## [ASSIGNMENT]
What lines in the data below mention the string "direct"? Copy them out.

****************

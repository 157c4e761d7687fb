//! Valued hierarchy built from parent-linked point rows.
//!
//! One `ValuedTree` is built per layout pass from the engine's current rows
//! and discarded wholesale on the next structural change. The build resolves
//! parent links (unknown or empty parents attach to the synthetic super-root),
//! breaks parent-link cycles, and aggregates per-node totals bottom-up:
//!
//! - `children_total`: sum of the resolved values of the direct children
//!   (which transitively covers all descendants); 0 for leaves.
//! - `resolved`: the effective plotted weight. An explicit point value never
//!   shrinks a node below its children's sum: `own.max(children_total)` when
//!   an own value is present, otherwise `children_total`.
//! - `height`: maximum depth of descendants below the node; 0 for leaves.
//!
//! Aggregation ignores visibility on purpose. Invisible siblings are excluded
//! from the angular partition at layout time, not from the totals here.

use std::collections::HashMap;

use super::node::NodeId;

/// One resolved parent link, in point insertion order.
#[derive(Debug, Clone)]
pub struct PointLink {
    /// Engine slot of the point.
    pub node: NodeId,
    /// Caller-facing string id of the point.
    pub id: String,
    /// Resolved parent slot (None attaches the point to the super-root).
    pub parent: Option<NodeId>,
    /// Explicit point value, absent for pure container nodes.
    pub value: Option<f64>,
}

/// One node of the built hierarchy.
#[derive(Debug)]
pub struct ValuedNode {
    /// Engine slot; None for the synthetic super-root.
    pub slot: Option<NodeId>,
    /// Caller-facing id ("" for the super-root).
    pub id: String,
    /// Arena index of the parent (None for the super-root).
    pub parent: Option<usize>,
    /// Arena indices of the children, in point insertion order.
    pub children: Vec<usize>,
    /// Explicit point value, if any.
    pub own_value: Option<f64>,
    /// Sum of the resolved values of the direct children.
    pub children_total: f64,
    /// Effective plotted weight (see module docs).
    pub resolved: f64,
    /// Max depth of descendants below this node (leaves: 0).
    pub height: u32,
}

/// The valued hierarchy for one layout pass.
///
/// Arena index 0 is always the synthetic super-root with the empty id.
#[derive(Debug)]
pub struct ValuedTree {
    nodes: Vec<ValuedNode>,
    id_to_arena: HashMap<String, usize>,
}

/// Arena index of the synthetic super-root.
pub const SUPER_ROOT: usize = 0;

impl ValuedTree {
    /// Build the hierarchy from resolved links, in insertion order.
    ///
    /// Rows that name a parent caught in a parent-link cycle are reattached
    /// to the super-root so the result is always a tree.
    pub fn build(links: &[PointLink]) -> Self {
        let mut nodes: Vec<ValuedNode> = Vec::with_capacity(links.len() + 1);
        let mut id_to_arena: HashMap<String, usize> = HashMap::with_capacity(links.len() + 1);

        nodes.push(ValuedNode {
            slot: None,
            id: String::new(),
            parent: None,
            children: Vec::new(),
            own_value: None,
            children_total: 0.0,
            resolved: 0.0,
            height: 0,
        });
        id_to_arena.insert(String::new(), SUPER_ROOT);

        let mut slot_to_arena: HashMap<u32, usize> = HashMap::with_capacity(links.len());
        for link in links {
            let arena = nodes.len();
            nodes.push(ValuedNode {
                slot: Some(link.node),
                id: link.id.clone(),
                parent: None,
                children: Vec::new(),
                own_value: link.value,
                children_total: 0.0,
                resolved: 0.0,
                height: 0,
            });
            slot_to_arena.insert(link.node.raw(), arena);
            id_to_arena.insert(link.id.clone(), arena);
        }

        // Link children in insertion order. A parent slot that no longer
        // resolves attaches the child to the super-root.
        for (i, link) in links.iter().enumerate() {
            let arena = i + 1;
            let parent_arena = link
                .parent
                .and_then(|p| slot_to_arena.get(&p.raw()).copied())
                .filter(|&p| p != arena)
                .unwrap_or(SUPER_ROOT);
            nodes[arena].parent = Some(parent_arena);
            nodes[parent_arena].children.push(arena);
        }

        let mut tree = Self { nodes, id_to_arena };
        tree.break_cycles();
        tree.aggregate(SUPER_ROOT);
        tree
    }

    /// Reattach any node unreachable from the super-root.
    ///
    /// Parent links form a cycle when rows reference each other; the lowest
    /// arena index of each cycle is moved under the super-root, which makes
    /// the rest of the cycle reachable again.
    fn break_cycles(&mut self) {
        let mut reached = vec![false; self.nodes.len()];
        self.mark_reached(SUPER_ROOT, &mut reached);

        for idx in 1..self.nodes.len() {
            if reached[idx] {
                continue;
            }
            if let Some(old_parent) = self.nodes[idx].parent {
                let pos = self.nodes[old_parent]
                    .children
                    .iter()
                    .position(|&c| c == idx);
                if let Some(pos) = pos {
                    self.nodes[old_parent].children.remove(pos);
                }
            }
            self.nodes[idx].parent = Some(SUPER_ROOT);
            self.nodes[SUPER_ROOT].children.push(idx);
            self.mark_reached(idx, &mut reached);
        }
    }

    fn mark_reached(&self, idx: usize, reached: &mut [bool]) {
        if reached[idx] {
            return;
        }
        reached[idx] = true;
        let children = self.nodes[idx].children.clone();
        for child in children {
            self.mark_reached(child, reached);
        }
    }

    /// Bottom-up aggregation of totals, resolved values, and heights.
    fn aggregate(&mut self, idx: usize) {
        let children = self.nodes[idx].children.clone();
        let mut total = 0.0;
        let mut height = 0u32;
        for &child in &children {
            self.aggregate(child);
            total += self.nodes[child].resolved;
            height = height.max(self.nodes[child].height + 1);
        }
        let node = &mut self.nodes[idx];
        node.children_total = total;
        node.resolved = match node.own_value {
            Some(own) => own.max(total),
            None => total,
        };
        node.height = height;
    }

    /// Look up a node's arena index by its caller-facing id.
    ///
    /// The empty id resolves to the synthetic super-root.
    pub fn arena_of(&self, id: &str) -> Option<usize> {
        self.id_to_arena.get(id).copied()
    }

    /// Access a node by arena index.
    #[inline]
    pub fn node(&self, idx: usize) -> &ValuedNode {
        &self.nodes[idx]
    }

    /// Number of nodes including the super-root.
    pub fn len(&self) -> usize {
        self.nodes.len()
    }

    /// True when only the super-root exists.
    pub fn is_empty(&self) -> bool {
        self.nodes.len() == 1
    }
}

#[cfg(test)]
mod tests {
    use super::*;

    fn link(slot: u32, id: &str, parent: Option<u32>, value: Option<f64>) -> PointLink {
        PointLink {
            node: NodeId(slot),
            id: id.to_string(),
            parent: parent.map(NodeId),
            value,
        }
    }

    #[test]
    fn test_empty_tree() {
        let tree = ValuedTree::build(&[]);
        assert!(tree.is_empty());
        assert_eq!(tree.arena_of(""), Some(SUPER_ROOT));
        assert_eq!(tree.node(SUPER_ROOT).resolved, 0.0);
    }

    #[test]
    fn test_orphans_attach_to_super_root() {
        let links = [
            link(0, "a", None, Some(1.0)),
            link(1, "b", Some(99), Some(2.0)),
        ];
        let tree = ValuedTree::build(&links);
        let root = tree.node(SUPER_ROOT);
        assert_eq!(root.children.len(), 2);
        assert_eq!(root.resolved, 3.0);
    }

    #[test]
    fn test_children_in_insertion_order() {
        let links = [
            link(0, "p", None, None),
            link(1, "c", Some(0), Some(1.0)),
            link(2, "a", Some(0), Some(1.0)),
            link(3, "b", Some(0), Some(1.0)),
        ];
        let tree = ValuedTree::build(&links);
        let p = tree.arena_of("p").unwrap();
        let ids: Vec<&str> = tree.node(p)
            .children
            .iter()
            .map(|&c| tree.node(c).id.as_str())
            .collect();
        assert_eq!(ids, ["c", "a", "b"]);
    }

    #[test]
    fn test_value_override_rule() {
        // Explicit value below the children sum is lifted to the sum;
        // above it, the explicit value wins.
        let links = [
            link(0, "small", None, Some(5.0)),
            link(1, "s1", Some(0), Some(7.0)),
            link(2, "s2", Some(0), Some(5.0)),
            link(3, "big", None, Some(20.0)),
            link(4, "b1", Some(3), Some(12.0)),
        ];
        let tree = ValuedTree::build(&links);
        let small = tree.node(tree.arena_of("small").unwrap());
        assert_eq!(small.children_total, 12.0);
        assert_eq!(small.resolved, 12.0);

        let big = tree.node(tree.arena_of("big").unwrap());
        assert_eq!(big.children_total, 12.0);
        assert_eq!(big.resolved, 20.0);
    }

    #[test]
    fn test_container_without_value() {
        let links = [
            link(0, "dir", None, None),
            link(1, "f1", Some(0), Some(3.0)),
            link(2, "f2", Some(0), Some(4.0)),
        ];
        let tree = ValuedTree::build(&links);
        let dir = tree.node(tree.arena_of("dir").unwrap());
        assert_eq!(dir.resolved, 7.0);
        assert_eq!(dir.children_total, 7.0);
    }

    #[test]
    fn test_heights() {
        // root -> a -> b -> c
        let links = [
            link(0, "a", None, None),
            link(1, "b", Some(0), None),
            link(2, "c", Some(1), Some(1.0)),
        ];
        let tree = ValuedTree::build(&links);
        assert_eq!(tree.node(SUPER_ROOT).height, 3);
        assert_eq!(tree.node(tree.arena_of("a").unwrap()).height, 2);
        assert_eq!(tree.node(tree.arena_of("b").unwrap()).height, 1);
        assert_eq!(tree.node(tree.arena_of("c").unwrap()).height, 0);
    }

    #[test]
    fn test_cycle_reattached_to_super_root() {
        // a -> b -> a plus a normal child under the super-root.
        let links = [
            link(0, "a", Some(1), Some(1.0)),
            link(1, "b", Some(0), Some(2.0)),
            link(2, "c", None, Some(4.0)),
        ];
        let tree = ValuedTree::build(&links);
        let a = tree.node(tree.arena_of("a").unwrap());
        // The lowest arena index of the cycle lands under the super-root.
        assert_eq!(a.parent, Some(SUPER_ROOT));
        let b = tree.node(tree.arena_of("b").unwrap());
        assert!(b.parent == Some(tree.arena_of("a").unwrap()));
        // "a" is lifted to its child's total; all weight still aggregates
        // into the super-root.
        assert_eq!(a.resolved, 2.0);
        assert_eq!(tree.node(SUPER_ROOT).resolved, 6.0);
    }

    #[test]
    fn test_leaf_children_total_zero() {
        let links = [link(0, "leaf", None, Some(9.0))];
        let tree = ValuedTree::build(&links);
        let leaf = tree.node(tree.arena_of("leaf").unwrap());
        assert_eq!(leaf.children_total, 0.0);
        assert_eq!(leaf.resolved, 9.0);
        assert_eq!(leaf.height, 0);
    }
}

****************

## [ANSWER]
//! - `children_total`: sum of the resolved values of the direct children
    /// Sum of the resolved values of the direct children.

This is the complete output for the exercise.